Confidence Scores for IDs

Yes, I definitely do that at times. But when the ‘broader ID’ is Dicots, well, things can easily get quite lost. Being able to add an ID that indicated a lower level of confidence might meet the dual purposes of putting it where experts were more likely to see it and hopefully making people less likely to blindly agree.

(I’d be more ready to do ‘give it a try’ IDs if I was confident observers wouldn’t just agree, because I’m happy to withdraw if needed, but it’s harder if others have already agreed. As it is, I tend to stick to genus at most unless I’m pretty confident, even if there’s only one local species.)

Having said all, that, I could be wrong, but I can’t see it being implemented.

1 Like

Given that leaving a comment indicating that I am not confident about my ID seems to have very little effect on whether observers agree or not, I doubt having a mechanism by which users could mark their IDs as being low confidence would serve as much of a deterrent. If people aren’t noticing comments or agreeing anyway, I doubt they would behave any differently if there is a notice next to the ID. (Many users will also happily select IDs that the CV indicates it is not confident about, or that are obviously way out of range, so…)

1 Like

You’re right, I’m probably over-optimistic. It’s a nice idea, though… :-) At the least, hitting ‘Agree’ to a half-strength ID should make their ID also half-strength, totalling one rather than two?
(Then there are the users who’ll select the CV suggestion while adding a note that it’s wrong??)

2 Likes

I like the idea as well. Currently all the “Tentative” IDs may get lost or people still blindly agree with them.

Maybe, this could be addressed by simply* removing the agree-button on “half-IDs”? I think most of the blind agreeing can be attributed to the ease of doing so. Most would probably not go to the lengths of typing out the taxon name in the search bar.

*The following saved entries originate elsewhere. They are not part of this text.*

//! dnschannel is a callback-driven asynchronous DNS resolution crate.
//!
//! dnschannel offers resolution "channels": independent resolver instances
//! that accept lookups, hand results to caller-supplied callbacks, and leave
//! the event loop to the caller.
//!
//! It uses the following terminology:
//! * A channel owns a resolver core and the callbacks waiting on it.
//! * A resolver core performs the DNS I/O: it sends queries, watches sockets,
//!   and reports finished requests back to the channel.
//! * Records are the normalized, typed results handed to query callbacks.
//!
//! # Usage
//!
//! * The main interface for this crate is [channel::Channel].
//! * A channel is built from [options::Options], and uses the bundled
//!   [resolvers::udp::UdpResolver] unless another [resolver::Resolver] is
//!   supplied.
//! * Callers either watch [channel::Channel::socket_descriptors] in their own
//!   loop, calling [channel::Channel::advance], or let
//!   [driver::run_until_idle] do it on tokio.
//!
//! # DTrace probes
//!
//! dnschannel contains a few DTrace USDT probes, which fire as requests move
//! through a channel. The full list of probes is:
//!
//! - `query-start`: Fires when a request is handed to the resolver core.
//! - `query-done`: Fires just before a request's callback is invoked, with
//!   the status it completed with.
//! - `channel-cancel`: Fires when a channel cancels its pending requests.
//!
//! The existence of the probes is behind the `"probes"` feature, which is
//! enabled by default. Probes are zero-cost unless they are explicitly enabled,
//! by tracing the program with the `dtrace(1)` command-line tool.
//!
//! Registering the probes is technically fallible. A failure is logged when a
//! channel is configured, and the channel works without them.

// Public API
pub mod address;
pub mod channel;
pub mod driver;
pub mod normalize;
pub mod options;
pub mod record;
pub mod registry;
pub mod reply;
pub mod resolver;
pub mod status;
pub mod wire;

// Necessary for implementation
mod dispatch;
#[cfg(test)]
mod test_utils;

// Default implementations of generic interfaces
pub mod resolvers;

/// USDT probes for tracing requests through a channel.
#[cfg(feature = "probes")]
#[usdt::provider(provider = "dnschannel")]
mod probes {
    /// Fires when a request is submitted to the resolver core, with the kind
    /// of request and the handle identifying its callback.
    fn query__start(kind: &str, handle: u64) {}

    /// Fires right before a request's callback runs, with a string naming
    /// the outcome.
    fn query__done(handle: u64, status: &str) {}

    /// Fires when pending requests are canceled, with how many there were.
    fn channel__cancel(count: u64) {}
}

(*or perhaps not so simply. I don’t know how difficult this would be to implement)

1 Like

Would they be correct 99% of the time? I see lots of green bottles on iNaturalist from UK which have been identified as sericata, mostly from photos which don’t show the level of detail needed for an id. I had assumed this is one of those feedbacks where the more green bottles are identified as sericata, the more certain the computer is that green bottles are sericata, so the more people are confident in picking sericata for their id.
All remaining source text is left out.